→ DIRECTIONS FOR THIS TASK
Return every record exactly as written.

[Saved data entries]

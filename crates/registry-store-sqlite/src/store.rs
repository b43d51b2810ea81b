//! [`SqliteStore`]: the SQLite implementation of [`ItemStore`].

use std::{path::Path, time::Duration};

use registry_core::{
  store::{Filter, Item, ItemKey, ItemStore, PutMode, Table},
  update::UpdateInstruction,
};
use rusqlite::OptionalExtension as _;

use crate::{
  Error, Result,
  encode::{ScanQuery, decode_body, encode_body, item_key, scan_query},
  schema::SCHEMA,
};

// ─── Store ───────────────────────────────────────────────────────────────────

/// An item store backed by a single SQLite file.
///
/// Cloning is cheap; the inner connection is reference-counted.
#[derive(Clone)]
pub struct SqliteStore {
  conn:       tokio_rusqlite::Connection,
  op_timeout: Option<Duration>,
}

impl SqliteStore {
  /// Open (or create) a store at `path` and run schema initialisation.
  pub async fn open(path: impl AsRef<Path>) -> Result<Self> {
    let conn = tokio_rusqlite::Connection::open(path).await?;
    let store = Self { conn, op_timeout: None };
    store.init_schema().await?;
    Ok(store)
  }

  /// Open an in-memory store; useful for testing.
  pub async fn open_in_memory() -> Result<Self> {
    let conn = tokio_rusqlite::Connection::open_in_memory().await?;
    let store = Self { conn, op_timeout: None };
    store.init_schema().await?;
    Ok(store)
  }

  /// Fail any single operation that takes longer than `limit`.
  ///
  /// The deadline only stops the caller waiting. A closure already queued on
  /// the connection thread still runs and may commit, so a
  /// [`Error::Timeout`] does not mean the write was not applied; a retried
  /// create can come back as a conflict.
  pub fn with_op_timeout(mut self, limit: Duration) -> Self {
    self.op_timeout = Some(limit);
    self
  }

  async fn init_schema(&self) -> Result<()> {
    self
      .call("init_schema", |conn| {
        conn.execute_batch(SCHEMA)?;
        Ok(())
      })
      .await
  }

  /// Run `f` on the connection thread, bounded by the operation timeout.
  async fn call<T, F>(&self, operation: &'static str, f: F) -> Result<T>
  where
    F: FnOnce(&mut rusqlite::Connection) -> tokio_rusqlite::Result<T> + Send + 'static,
    T: Send + 'static,
  {
    let call = self.conn.call(f);
    match self.op_timeout {
      Some(after) => match tokio::time::timeout(after, call).await {
        Ok(result) => Ok(result?),
        Err(_) => {
          tracing::warn!(operation, ?after, "sqlite operation timed out");
          Err(Error::Timeout { operation, after })
        }
      },
      None => Ok(call.await?),
    }
  }
}

impl ItemStore for SqliteStore {
  type Error = Error;

  async fn put_item(&self, table: Table, item: Item, mode: PutMode) -> Result<()> {
    let key = item_key(table, &item)?;
    let body = encode_body(&item)?;
    let table_name = table.to_string();
    let key_param = key.clone();

    let inserted = self
      .call("put_item", move |conn| {
        let sql = match mode {
          PutMode::Create => {
            "INSERT INTO items (table_name, item_key, body) VALUES (?1, ?2, ?3)
             ON CONFLICT (table_name, item_key) DO NOTHING"
          }
          PutMode::Replace => {
            "INSERT INTO items (table_name, item_key, body) VALUES (?1, ?2, ?3)
             ON CONFLICT (table_name, item_key) DO UPDATE SET body = excluded.body"
          }
        };
        let changed = conn.execute(sql, rusqlite::params![table_name, key_param, body])?;
        Ok(changed > 0)
      })
      .await?;

    if inserted {
      Ok(())
    } else {
      Err(Error::ConditionFailed { table, key })
    }
  }

  async fn get_item(&self, table: Table, key: String) -> Result<Option<Item>> {
    let table_name = table.to_string();
    let key_param = key.clone();

    let body: Option<String> = self
      .call("get_item", move |conn| {
        let body = conn
          .query_row(
            "SELECT body FROM items WHERE table_name = ?1 AND item_key = ?2",
            rusqlite::params![table_name, key_param],
            |r| r.get(0),
          )
          .optional()?;
        Ok(body)
      })
      .await?;

    body.map(|raw| decode_body(table, &key, &raw)).transpose()
  }

  async fn update_item(
    &self,
    table: Table,
    key: String,
    instruction: UpdateInstruction,
  ) -> Result<Option<Item>> {
    let table_name = table.to_string();

    // Read-modify-write inside one transaction. Decoding errors are carried
    // out as the inner result so the transaction rolls back on drop.
    let outcome: Result<Option<Item>> = self
      .call("update_item", move |conn| {
        let tx = conn.transaction()?;
        let body: Option<String> = tx
          .query_row(
            "SELECT body FROM items WHERE table_name = ?1 AND item_key = ?2",
            rusqlite::params![table_name, key],
            |r| r.get(0),
          )
          .optional()?;
        let Some(raw) = body else {
          return Ok(Ok(None));
        };

        let mut item = match decode_body(table, &key, &raw) {
          Ok(item) => item,
          Err(e) => return Ok(Err(e)),
        };
        instruction.apply_to(&mut item);
        let encoded = match encode_body(&item) {
          Ok(encoded) => encoded,
          Err(e) => return Ok(Err(e)),
        };

        tx.execute(
          "UPDATE items SET body = ?3 WHERE table_name = ?1 AND item_key = ?2",
          rusqlite::params![table_name, key, encoded],
        )?;
        tx.commit()?;
        Ok(Ok(Some(item)))
      })
      .await?;

    outcome
  }

  async fn delete_item(&self, table: Table, key: String) -> Result<bool> {
    let table_name = table.to_string();
    self
      .call("delete_item", move |conn| {
        let removed = conn.execute(
          "DELETE FROM items WHERE table_name = ?1 AND item_key = ?2",
          rusqlite::params![table_name, key],
        )?;
        Ok(removed > 0)
      })
      .await
  }

  async fn scan(
    &self,
    table: Table,
    filters: Vec<Filter>,
    limit: Option<usize>,
  ) -> Result<Vec<Item>> {
    let ScanQuery { sql, params } = scan_query(table, &filters, limit);

    let rows: Vec<(String, String)> = self
      .call("scan", move |conn| {
        let mut stmt = conn.prepare(&sql)?;
        let rows = stmt
          .query_map(rusqlite::params_from_iter(params.iter()), |row| {
            Ok((row.get(0)?, row.get(1)?))
          })?
          .collect::<rusqlite::Result<Vec<_>>>()?;
        Ok(rows)
      })
      .await?;

    let mut items = Vec::with_capacity(rows.len());
    for (key, body) in rows {
      match decode_body(table, &key, &body) {
        Ok(item) => items.push(item),
        Err(e) => tracing::warn!(%table, %key, error = %e, "skipping undecodable row"),
      }
    }
    Ok(items)
  }

  async fn delete_atomically(&self, keys: Vec<ItemKey>) -> Result<bool> {
    let keys: Vec<(String, String)> = keys
      .into_iter()
      .map(|k| (k.table.to_string(), k.key))
      .collect();

    self
      .call("delete_atomically", move |conn| {
        let tx = conn.transaction()?;
        {
          let mut stmt =
            tx.prepare("DELETE FROM items WHERE table_name = ?1 AND item_key = ?2")?;
          for (table_name, key) in &keys {
            stmt.execute(rusqlite::params![table_name, key])?;
          }
        }
        tx.commit()?;
        Ok(true)
      })
      .await
  }
}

→ SOLVED EXERCISE
filename crates/registry-store-sqlite/src/store.rs
repository b43d51b2810ea81b
//! [`SqliteStore`]: the SQLite implementation of [`ItemStore`].

use std::{path::Path, time::Duration};

use registry_core::{
  store::{Filter, Item, ItemKey, ItemStore, PutMode, Table},
  update::UpdateInstruction,
};
use rusqlite::OptionalExtension as _;

use crate::{
  Error, Result,
  encode::{ScanQuery, decode_body, encode_body, item_key, scan_query},
  schema::SCHEMA,
};

// ─── Store ───────────────────────────────────────────────────────────────────

/// An item store backed by a single SQLite file.
///
/// Cloning is cheap; the inner connection is reference-counted.
#[derive(Clone)]
pub struct SqliteStore {
  conn:       tokio_rusqlite::Connection,
  op_timeout: Option<Duration>,
}

impl SqliteStore {
  /// Open (or create) a store at `path` and run schema initialisation.
  pub async fn open(path: impl AsRef<Path>) -> Result<Self> {
    let conn = tokio_rusqlite::Connection::open(path).await?;
    let store = Self { conn, op_timeout: None };
    store.init_schema().await?;
    Ok(store)
  }

  /// Open an in-memory store; useful for testing.
  pub async fn open_in_memory() -> Result<Self> {
    let conn = tokio_rusqlite::Connection::open_in_memory().await?;
    let store = Self { conn, op_timeout: None };
    store.init_schema().await?;
    Ok(store)
  }

  /// Fail any single operation that takes longer than `limit`.
  ///
  /// The deadline only stops the caller waiting. A closure already queued on
  /// the connection thread still runs and may commit, so a
  /// [`Error::Timeout`] does not mean the write was not applied; a retried
  /// create can come back as a conflict.
  pub fn with_op_timeout(mut self, limit: Duration) -> Self {
    self.op_timeout = Some(limit);
    self
  }

  async fn init_schema(&self) -> Result<()> {
    self
      .call("init_schema", |conn| {
        conn.execute_batch(SCHEMA)?;
        Ok(())
      })
      .await
  }

  /// Run `f` on the connection thread, bounded by the operation timeout.
  async fn call<T, F>(&self, operation: &'static str, f: F) -> Result<T>
  where
    F: FnOnce(&mut rusqlite::Connection) -> tokio_rusqlite::Result<T> + Send + 'static,
    T: Send + 'static,
  {
    let call = self.conn.call(f);
    match self.op_timeout {
      Some(after) => match tokio::time::timeout(after, call).await {
        Ok(result) => Ok(result?),
        Err(_) => {
          tracing::warn!(operation, ?after, "sqlite operation timed out");
          Err(Error::Timeout { operation, after })
        }
      },
      None => Ok(call.await?),
    }
  }
}

impl ItemStore for SqliteStore {
  type Error = Error;

  async fn put_item(&self, table: Table, item: Item, mode: PutMode) -> Result<()> {
    let key = item_key(table, &item)?;
    let body = encode_body(&item)?;
    let table_name = table.to_string();
    let key_param = key.clone();

    let inserted = self
      .call("put_item", move |conn| {
        let sql = match mode {
          PutMode::Create => {
            "INSERT INTO items (table_name, item_key, body) VALUES (?1, ?2, ?3)
             ON CONFLICT (table_name, item_key) DO NOTHING"
          }
          PutMode::Replace => {
            "INSERT INTO items (table_name, item_key, body) VALUES (?1, ?2, ?3)
             ON CONFLICT (table_name, item_key) DO UPDATE SET body = excluded.body"
          }
        };
        let changed = conn.execute(sql, rusqlite::params![table_name, key_param, body])?;
        Ok(changed > 0)
      })
      .await?;

    if inserted {
      Ok(())
    } else {
      Err(Error::ConditionFailed { table, key })
    }
  }

  async fn get_item(&self, table: Table, key: String) -> Result<Option<Item>> {
    let table_name = table.to_string();
    let key_param = key.clone();

    let body: Option<String> = self
      .call("get_item", move |conn| {
        let body = conn
          .query_row(
            "SELECT body FROM items WHERE table_name = ?1 AND item_key = ?2",
            rusqlite::params![table_name, key_param],
            |r| r.get(0),
          )
          .optional()?;
        Ok(body)
      })
      .await?;

    body.map(|raw| decode_body(table, &key, &raw)).transpose()
  }

  async fn update_item(
    &self,
    table: Table,
    key: String,
    instruction: UpdateInstruction,
  ) -> Result<Option<Item>> {
    let table_name = table.to_string();

    // Read-modify-write inside one transaction. Decoding errors are carried
    // out as the inner result so the transaction rolls back on drop.
    let outcome: Result<Option<Item>> = self
      .call("update_item", move |conn| {
        let tx = conn.transaction()?;
        let body: Option<String> = tx
          .query_row(
            "SELECT body FROM items WHERE table_name = ?1 AND item_key = ?2",
            rusqlite::params![table_name, key],
            |r| r.get(0),
          )
          .optional()?;
        let Some(raw) = body else {
          return Ok(Ok(None));
        };

        let mut item = match decode_body(table, &key, &raw) {
          Ok(item) => item,
          Err(e) => return Ok(Err(e)),
        };
        instruction.apply_to(&mut item);
        let encoded = match encode_body(&item) {
          Ok(encoded) => encoded,
          Err(e) => return Ok(Err(e)),
        };

        tx.execute(
          "UPDATE items SET body = ?3 WHERE table_name = ?1 AND item_key = ?2",
          rusqlite::params![table_name, key, encoded],
        )?;
        tx.commit()?;
        Ok(Ok(Some(item)))
      })
      .await?;

    outcome
  }

  async fn delete_item(&self, table: Table, key: String) -> Result<bool> {
    let table_name = table.to_string();
    self
      .call("delete_item", move |conn| {
        let removed = conn.execute(
          "DELETE FROM items WHERE table_name = ?1 AND item_key = ?2",
          rusqlite::params![table_name, key],
        )?;
        Ok(removed > 0)
      })
      .await
  }

  async fn scan(
    &self,
    table: Table,
    filters: Vec<Filter>,
    limit: Option<usize>,
  ) -> Result<Vec<Item>> {
    let ScanQuery { sql, params } = scan_query(table, &filters, limit);

    let rows: Vec<(String, String)> = self
      .call("scan", move |conn| {
        let mut stmt = conn.prepare(&sql)?;
        let rows = stmt
          .query_map(rusqlite::params_from_iter(params.iter()), |row| {
            Ok((row.get(0)?, row.get(1)?))
          })?
          .collect::<rusqlite::Result<Vec<_>>>()?;
        Ok(rows)
      })
      .await?;

    let mut items = Vec::with_capacity(rows.len());
    for (key, body) in rows {
      match decode_body(table, &key, &body) {
        Ok(item) => items.push(item),
        Err(e) => tracing::warn!(%table, %key, error = %e, "skipping undecodable row"),
      }
    }
    Ok(items)
  }

  async fn delete_atomically(&self, keys: Vec<ItemKey>) -> Result<bool> {
    let keys: Vec<(String, String)> = keys
      .into_iter()
      .map(|k| (k.table.to_string(), k.key))
      .collect();

    self
      .call("delete_atomically", move |conn| {
        let tx = conn.transaction()?;
        {
          let mut stmt =
            tx.prepare("DELETE FROM items WHERE table_name = ?1 AND item_key = ?2")?;
          for (table_name, key) in &keys {
            stmt.execute(rusqlite::params![table_name, key])?;
          }
        }
        tx.commit()?;
        Ok(true)
      })
      .await
  }
}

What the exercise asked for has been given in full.